NOAA Cracks Down on Jet Ski Rescuers on "Of Men and Mavericks" Movie Set

The federal agency that has upped fines to $2,500 to local Personal Water Craft riders for fighting their tickets, gave out tickets to PWC riders who used the banned craft for lifesaving during the movie filming in Half Moon Bay last week.

National Oceanic and Atmospheric Administration enforcement officials swarmed over the set of the surf movie "Of Men and Mavericks" last week in a helicopter and ship, reportedly handing out three tickets and threatening more, according to the surfing website, Surfline.com.

The site reported that on Thursday a NOAA officer got on a Half Moon Bay harbor loudspeaker and threatened the PWC riders who were leaving the harbor to work the big waves and help rescue actors, if needed, on the surf movie set.

A few weeks ago star Gerard Butler had to be pulled from the waves by a PWC (also called jet skis) after he was severely held down by a wave. He was hospitalized afterwards.

The NOAA official told the lifeguards over the public address system that they would be ticketed unless they moored onto a bigger boat or stayed in the channel. The PWC riders, ignored the warnings and rode out to the big waves offshore, where the filming was. Three of them got tickets when they returned.

The tickets start at $500 and can go up over $100,000 if the person who gets it chooses to fight it.

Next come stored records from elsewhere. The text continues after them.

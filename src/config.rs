//! Crate configuration
//!
//! One flat struct covers both subsystems. Paths are kept separate on
//! purpose: `download_dir` holds finished audio and doubles as the base
//! directory playlist items resolve their stored file names against,
//! `data_dir` holds the JSON documents, and `scratch_dir` holds partial
//! artifacts that have not passed validation yet.

use serde::{Deserialize, Serialize};
use std::path::PathBuf;

use crate::error::{Error, Result};

/// Minimum plausible size for a finished audio artifact. Anything
/// smaller is treated as corrupt.
pub const MIN_ARTIFACT_SIZE: u64 = 100 * 1024;

/// Configuration for the download manager and playlist engine.
#[derive(Debug, Clone, Serialize, Deserialize)]
pub struct Config {
    /// Directory finished downloads are moved into. Also the base
    /// directory that stored file names are resolved against.
    pub download_dir: PathBuf,

    /// Directory for persisted JSON documents.
    pub data_dir: PathBuf,

    /// Directory for in-flight partial artifacts.
    pub scratch_dir: PathBuf,

    /// Completed artifacts below this size are rejected as corrupt.
    pub min_artifact_size: u64,

    /// User agent sent with transfers and probes.
    pub user_agent: String,

    /// Connection timeout in seconds.
    pub connect_timeout: u64,

    /// Read timeout in seconds.
    pub read_timeout: u64,

    /// Broadcast buffer size for the event bus.
    pub event_capacity: usize,
}

impl Default for Config {
    fn default() -> Self {
        Self {
            download_dir: PathBuf::from("downloads"),
            data_dir: PathBuf::from("data"),
            scratch_dir: PathBuf::from("downloads/.incoming"),
            min_artifact_size: MIN_ARTIFACT_SIZE,
            user_agent: format!("audiodock/{}", env!("CARGO_PKG_VERSION")),
            connect_timeout: 30,
            read_timeout: 600,
            event_capacity: 256,
        }
    }
}

impl Config {
    /// Validate the configuration.
    pub fn validate(&self) -> Result<()> {
        if self.download_dir.as_os_str().is_empty() {
            return Err(Error::storage(
                &self.download_dir,
                "download_dir must not be empty",
            ));
        }
        if self.data_dir.as_os_str().is_empty() {
            return Err(Error::storage(&self.data_dir, "data_dir must not be empty"));
        }
        if self.scratch_dir.as_os_str().is_empty() {
            return Err(Error::storage(
                &self.scratch_dir,
                "scratch_dir must not be empty",
            ));
        }
        if self.min_artifact_size == 0 {
            return Err(Error::validation("min_artifact_size must be positive"));
        }
        if self.event_capacity == 0 {
            return Err(Error::validation("event_capacity must be positive"));
        }
        Ok(())
    }
}
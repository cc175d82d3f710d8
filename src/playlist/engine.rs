//! Playlist engine
//!
//! Owns the queue, the current-position pointer, and the play modes.
//! All mutating calls return immediately: state changes happen under a
//! short lock, while playback start, thumbnail fetches, and persistence
//! run in spawned tasks. Consumers observe changes through the event
//! bus and re-fetch state rather than applying deltas.

use parking_lot::RwLock;
use rand::seq::IndexedRandom;
use std::collections::HashSet;
use std::path::PathBuf;
use std::sync::{Arc, Weak};
use tokio::sync::broadcast;
use url::Url;

use crate::config::Config;
use crate::error::{Error, Result};
use crate::events::{Event, EventBus};
use crate::playback::{PlaybackDriver, PlaybackSignal};
use crate::playlist::{PlaylistDoc, PlaylistItem, RepeatMode};
use crate::store::{JsonStore, PLAYLIST_DOC};
use crate::types::{InstanceId, TrackId};

/// Placeholder artist label shown while a pending item resolves.
const RESOLVING_LABEL: &str = "resolving link…";

struct QueueState {
    items: Vec<PlaylistItem>,
    current_index: Option<usize>,
    repeat_mode: RepeatMode,
    shuffle_enabled: bool,
    /// Indices served since the last shuffle reset. Session-only.
    shuffle_history: HashSet<usize>,
}

/// Ordered, mutable playback queue with shuffle and repeat modes.
pub struct PlaylistEngine {
    self_ref: Weak<Self>,
    state: RwLock<QueueState>,
    driver: Arc<dyn PlaybackDriver>,
    store: Arc<JsonStore>,
    events: EventBus,
    base_dir: PathBuf,
    artwork_client: reqwest::Client,
}
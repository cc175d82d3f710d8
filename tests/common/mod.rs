//! Shared fakes and helpers for the integration tests.
//!
//! The three external seams (resolver, transfer executor, playback
//! driver) get scripted in-process fakes so lifecycle logic can be
//! exercised deterministically; real HTTP behavior is covered
//! separately against wiremock.
#![allow(dead_code)]

use async_trait::async_trait;
use parking_lot::Mutex;
use std::collections::VecDeque;
use std::path::PathBuf;
use std::sync::atomic::{AtomicUsize, Ordering};
use std::sync::Arc;
use std::time::Duration;
use tempfile::TempDir;
use tokio::sync::broadcast;
use tokio::sync::Notify;
use tokio_util::sync::CancellationToken;
use url::Url;
use uuid::Uuid;

use audiodock::{
    Config, Error, Event, LinkResolver, PlaybackDriver, ProgressFn, ResumeToken, Result,
    TrackId, TransferExecutor, TransferOutcome,
};

/// Config with all paths isolated under a temp directory.
pub fn test_config(temp: &TempDir) -> Config {
    Config {
        download_dir: temp.path().join("downloads"),
        data_dir: temp.path().join("data"),
        scratch_dir: temp.path().join("scratch"),
        ..Default::default()
    }
}

/// Wait for an event matching `predicate`, draining others.
pub async fn wait_for_event<F>(
    rx: &mut broadcast::Receiver<Event>,
    predicate: F,
    timeout: Duration,
) -> Option<Event>
where
    F: Fn(&Event) -> bool,
{
    let result = tokio::time::timeout(timeout, async {
        loop {
            match rx.recv().await {
                Ok(event) if predicate(&event) => return Some(event),
                Ok(_) => continue,
                Err(broadcast::error::RecvError::Lagged(_)) => continue,
                Err(_) => return None,
            }
        }
    })
    .await;
    result.unwrap_or(None)
}

/// Poll `condition` until it holds or the timeout elapses.
pub async fn wait_until<F>(condition: F, timeout: Duration) -> bool
where
    F: Fn() -> bool,
{
    let deadline = tokio::time::Instant::now() + timeout;
    loop {
        if condition() {
            return true;
        }
        if tokio::time::Instant::now() >= deadline {
            return false;
        }
        tokio::time::sleep(Duration::from_millis(10)).await;
    }
}

// ----------------------------------------------------------------------
// Fake link resolver
// ----------------------------------------------------------------------

#[derive(Debug, Clone)]
pub enum ResolveStep {
    Ok(Url),
    Fail(String),
}

/// Scripted resolver: consumes queued steps first, then repeats the
/// fallback behavior.
pub struct FakeResolver {
    steps: Mutex<VecDeque<ResolveStep>>,
    fallback: ResolveStep,
    pub calls: AtomicUsize,
}

impl FakeResolver {
    pub fn ok(url: Url) -> Arc<Self> {
        Arc::new(Self {
            steps: Mutex::new(VecDeque::new()),
            fallback: ResolveStep::Ok(url),
            calls: AtomicUsize::new(0),
        })
    }

    pub fn failing(message: impl Into<String>) -> Arc<Self> {
        Arc::new(Self {
            steps: Mutex::new(VecDeque::new()),
            fallback: ResolveStep::Fail(message.into()),
            calls: AtomicUsize::new(0),
        })
    }

    pub fn scripted(steps: Vec<ResolveStep>, fallback: ResolveStep) -> Arc<Self> {
        Arc::new(Self {
            steps: Mutex::new(steps.into()),
            fallback,
            calls: AtomicUsize::new(0),
        })
    }
}

#[async_trait]
impl LinkResolver for FakeResolver {
    async fn resolve(&self, track_id: &TrackId) -> Result<Url> {
        self.calls.fetch_add(1, Ordering::SeqCst);
        let step = self
            .steps
            .lock()
            .pop_front()
            .unwrap_or_else(|| self.fallback.clone());
        match step {
            ResolveStep::Ok(url) => Ok(url),
            ResolveStep::Fail(message) => Err(Error::resolution(track_id.clone(), message)),
        }
    }
}

// ----------------------------------------------------------------------
// Fake transfer executor
// ----------------------------------------------------------------------

#[derive(Clone)]
pub enum TransferScript {
    /// Write an artifact of `size` bytes and complete.
    Complete { size: u64 },
    /// Block until the gate is notified, then complete.
    CompleteAfterRelease { size: u64, gate: Arc<Notify> },
    /// Block until cancelled; yield a resume token when `resumable`.
    WaitForCancel { resumable: bool, partial: u64 },
    /// Fail with a transfer error.
    Fail { message: String },
}

/// Scripted transfer executor writing artifacts into a scratch dir.
pub struct FakeTransfer {
    dir: PathBuf,
    begin_scripts: Mutex<VecDeque<TransferScript>>,
    resume_scripts: Mutex<VecDeque<TransferScript>>,
    pub begin_calls: AtomicUsize,
    pub resume_calls: AtomicUsize,
    pub probe_calls: AtomicUsize,
    pub probe_answer: Mutex<bool>,
}

/// Comfortable default: a valid artifact well above the size floor.
pub const VALID_SIZE: u64 = 200 * 1024;

impl FakeTransfer {
    pub fn new(temp: &TempDir) -> Arc<Self> {
        let dir = temp.path().join("fake-transfer");
        std::fs::create_dir_all(&dir).unwrap();
        Arc::new(Self {
            dir,
            begin_scripts: Mutex::new(VecDeque::new()),
            resume_scripts: Mutex::new(VecDeque::new()),
            begin_calls: AtomicUsize::new(0),
            resume_calls: AtomicUsize::new(0),
            probe_calls: AtomicUsize::new(0),
            probe_answer: Mutex::new(true),
        })
    }

    pub fn script_begin(&self, script: TransferScript) {
        self.begin_scripts.lock().push_back(script);
    }

    pub fn script_resume(&self, script: TransferScript) {
        self.resume_scripts.lock().push_back(script);
    }

    pub fn set_probe_answer(&self, answer: bool) {
        *self.probe_answer.lock() = answer;
    }

    async fn write_artifact(&self, size: u64) -> PathBuf {
        let path = self.dir.join(format!("{}.part", Uuid::new_v4()));
        tokio::fs::write(&path, vec![0u8; size as usize])
            .await
            .unwrap();
        path
    }

    async fn run(
        &self,
        script: TransferScript,
        url: Url,
        progress: ProgressFn,
        cancel: CancellationToken,
    ) -> Result<TransferOutcome> {
        match script {
            TransferScript::Complete { size } => {
                progress(size / 2, Some(size));
                progress(size, Some(size));
                let artifact = self.write_artifact(size).await;
                Ok(TransferOutcome::Completed { artifact })
            }
            TransferScript::CompleteAfterRelease { size, gate } => {
                tokio::select! {
                    _ = gate.notified() => {}
                    _ = cancel.cancelled() => {
                        return Ok(TransferOutcome::Cancelled { resume: None });
                    }
                }
                progress(size, Some(size));
                let artifact = self.write_artifact(size).await;
                Ok(TransferOutcome::Completed { artifact })
            }
            TransferScript::WaitForCancel { resumable, partial } => {
                progress(partial, Some(VALID_SIZE));
                cancel.cancelled().await;
                if resumable {
                    let part = self.write_artifact(partial).await;
                    Ok(TransferOutcome::Cancelled {
                        resume: Some(ResumeToken::new(url, part, partial, None, None)),
                    })
                } else {
                    Ok(TransferOutcome::Cancelled { resume: None })
                }
            }
            TransferScript::Fail { message } => Err(Error::transfer(message, true)),
        }
    }
}

#[async_trait]
impl TransferExecutor for FakeTransfer {
    async fn begin(
        &self,
        url: &Url,
        progress: ProgressFn,
        cancel: CancellationToken,
    ) -> Result<TransferOutcome> {
        self.begin_calls.fetch_add(1, Ordering::SeqCst);
        let script = self
            .begin_scripts
            .lock()
            .pop_front()
            .unwrap_or(TransferScript::Complete { size: VALID_SIZE });
        self.run(script, url.clone(), progress, cancel).await
    }

    async fn resume(
        &self,
        token: ResumeToken,
        progress: ProgressFn,
        cancel: CancellationToken,
    ) -> Result<TransferOutcome> {
        self.resume_calls.fetch_add(1, Ordering::SeqCst);
        let script = self
            .resume_scripts
            .lock()
            .pop_front()
            .unwrap_or(TransferScript::Complete { size: VALID_SIZE });
        self.run(script, token.url().clone(), progress, cancel).await
    }

    async fn probe(&self, _url: &Url) -> Result<bool> {
        self.probe_calls.fetch_add(1, Ordering::SeqCst);
        Ok(*self.probe_answer.lock())
    }
}

// ----------------------------------------------------------------------
// Fake playback driver
// ----------------------------------------------------------------------

#[derive(Debug, Clone, PartialEq)]
pub enum DriverCall {
    Load(Url),
    Play,
    Pause,
    Seek(Duration),
}

/// Playback driver recording every call it receives.
#[derive(Default)]
pub struct FakeDriver {
    calls: Mutex<Vec<DriverCall>>,
}

impl FakeDriver {
    pub fn new() -> Arc<Self> {
        Arc::new(Self::default())
    }

    pub fn calls(&self) -> Vec<DriverCall> {
        self.calls.lock().clone()
    }

    pub fn call_count(&self) -> usize {
        self.calls.lock().len()
    }
}

#[async_trait]
impl PlaybackDriver for FakeDriver {
    async fn load(&self, url: &Url) -> Result<()> {
        self.calls.lock().push(DriverCall::Load(url.clone()));
        Ok(())
    }

    async fn play(&self) -> Result<()> {
        self.calls.lock().push(DriverCall::Play);
        Ok(())
    }

    async fn pause(&self) -> Result<()> {
        self.calls.lock().push(DriverCall::Pause);
        Ok(())
    }

    async fn seek(&self, position: Duration) -> Result<()> {
        self.calls.lock().push(DriverCall::Seek(position));
        Ok(())
    }
}
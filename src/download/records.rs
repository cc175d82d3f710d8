//! Durable download records
//!
//! Two record types outlive the process: completed-download metadata and
//! failed-download records. Both store file names rather than absolute
//! paths: the base directory can move between launches (sandboxed
//! platforms reassign it), so the full path is recomputed at read time.

use chrono::{DateTime, Utc};
use serde::{Deserialize, Serialize};
use std::path::{Component, Path, PathBuf};
use url::Url;

use crate::error::{Error, Result};
use crate::types::TrackId;

/// Metadata for a completed download.
///
/// Only valid while its file exists on disk and exceeds the configured
/// minimum size; records failing that are purged on load.
#[derive(Debug, Clone, Serialize, Deserialize)]
pub struct DownloadRecord {
    pub track_id: TrackId,
    pub title: String,
    /// Channel/uploader label shown alongside the title.
    pub owner: String,
    /// File name under the download directory. Never an absolute path.
    pub file_name: String,
    pub downloaded_at: DateTime<Utc>,
    pub thumbnail: Option<Url>,
    /// Original source URL, retained so a re-download can validate it
    /// before falling back to re-resolution.
    pub source_url: Option<Url>,
}

impl DownloadRecord {
    /// Recompute the absolute file path against the current base dir.
    pub fn file_path(&self, base: &Path) -> PathBuf {
        base.join(&self.file_name)
    }
}

/// Record of a download that terminated with an error.
///
/// Created when a transfer or resolution fails; removed when a retry is
/// initiated or the user dismisses it.
#[derive(Debug, Clone, Serialize, Deserialize)]
pub struct FailedDownload {
    pub track_id: TrackId,
    pub title: String,
    pub owner: String,
    pub thumbnail: Option<Url>,
    pub failed_at: DateTime<Utc>,
    pub error: String,
}

/// Persisted document wrapping the completed-download list.
#[derive(Debug, Clone, Default, Serialize, Deserialize)]
pub struct RecordsDoc {
    #[serde(default = "doc_version")]
    pub version: u32,
    #[serde(default)]
    pub records: Vec<DownloadRecord>,
}

/// Persisted document wrapping the failed-download list.
#[derive(Debug, Clone, Default, Serialize, Deserialize)]
pub struct FailedDoc {
    #[serde(default = "doc_version")]
    pub version: u32,
    #[serde(default)]
    pub records: Vec<FailedDownload>,
}

pub(crate) fn doc_version() -> u32 {
    1
}

/// Turn a display title into a file name safe for the download dir.
///
/// Reserved characters collapse to `-`; the result must not escape the
/// directory it is joined onto.
pub fn sanitize_file_name(title: &str) -> Result<String> {
    const INVALID: &[char] = &[':', '/', '\\', '?', '%', '*', '|', '"', '<', '>'];

    let cleaned: String = title
        .chars()
        .map(|c| if INVALID.contains(&c) { '-' } else { c })
        .collect();
    let cleaned = cleaned.trim().to_string();

    if cleaned.is_empty() {
        return Err(Error::validation("title sanitizes to an empty file name"));
    }

    for component in Path::new(&cleaned).components() {
        match component {
            Component::ParentDir => {
                return Err(Error::storage(
                    &cleaned,
                    "file name contains parent directory reference",
                ));
            }
            Component::RootDir | Component::Prefix(_) => {
                return Err(Error::storage(&cleaned, "file name is an absolute path"));
            }
            _ => {}
        }
    }

    Ok(cleaned)
}
//! Atmospheric pressure rule
//!
//! 800 to 1200 hPa. The lowest sea-level pressure on record is about
//! 870 hPa (typhoon Tip) and the highest about 1084 hPa, so anything outside
//! the default envelope is a sensor or unit error.

use crate::{
    config::Range,
    traits::{Adjustment, RangeKind, Validator, ValidatorConstraints},
};

use super::utils;

/// Pressure validator for Pascal values
#[derive(Debug, Clone, Copy, PartialEq)]
pub struct PressureValidator {
    range: Range,
}

impl Default for PressureValidator {
    fn default() -> Self {
        Self::new(crate::config::BusLimits::default().pressure)
    }
}

impl PressureValidator {
    /// Create validator for a Pascal range
    pub const fn new(range: Range) -> Self {
        Self { range }
    }
}

impl Validator for PressureValidator {
    fn constrain(&self, value: f64) -> Adjustment {
        utils::saturate(value, &self.range)
    }

    fn constraints(&self) -> ValidatorConstraints {
        ValidatorConstraints {
            min_value: self.range.min,
            max_value: self.range.max,
            kind: RangeKind::Saturating,
        }
    }
}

NOAA is charged with protecting the Monterey Bay National Marine Sanctuary, one of 13 natural areas set aside in 1992.

PWCs are banned in the Bay except for certain areas, because they allegedly are a threat to wildlife.  Big-wave surfers say the small speedy craft are crucial to save their lives and claim they are the only way to get them speedily out of the far off shore waters when they are injured.

Boats with the same engines as PWCs are allowed anywhere, but surfers say the smaller craft are more maneuverable in troublesome surf.

Friday, NOAA was back, with a Fish and Game boat and a helicopter, taking down PWC serial numbers.

"They probably spent about $300,000 of our tax dollars to get a few skis at Mav's," stuntman Mark Healey told Surfline. You can see pictures of the NOAA enforcement here, photo 16.

Last year NOAA fined two Santa Cruz PWC riders who used their craft off Moss Landing while they practiced for Mavericks on the big waves there. The pair, Scott Jarrett and Jeff Martin, chose to fight the ticket, claiming that NOAA's maps of the restricted area were wrongly drawn.

The surfers said the area allowable for jet skis is actually in an area where protected mammals go to get away from the big waves and the mapped-out path doesn't lead to the waves.

As a result of their choosing to fight the fine, the agency, which judges its own cases, raised their ticket from $500 to $2,500.

Last week NOAA was behind the investigation of marine biologist Nancy Black, who was indicted for allegedly feeding whales in 2005 and tampering with a videotape used as evidence and lying about it. If convicted, she faces 20 years in prison and a $500,000 fine.

Black formerly worked for the National Marine Mammal Laboratory, a part of NOAA. She was also a member of the Sanctuary Advisory Council, which help makes policy for protecting the refuge to NOAA.

Black's attorney, Lawrence Biegel, said the researcher who ran whale excursions from Monterey, had picked up a piece of blubber already floating in the ocean, tied a rope to it to keep it close to the boat, and filmed whales eating it.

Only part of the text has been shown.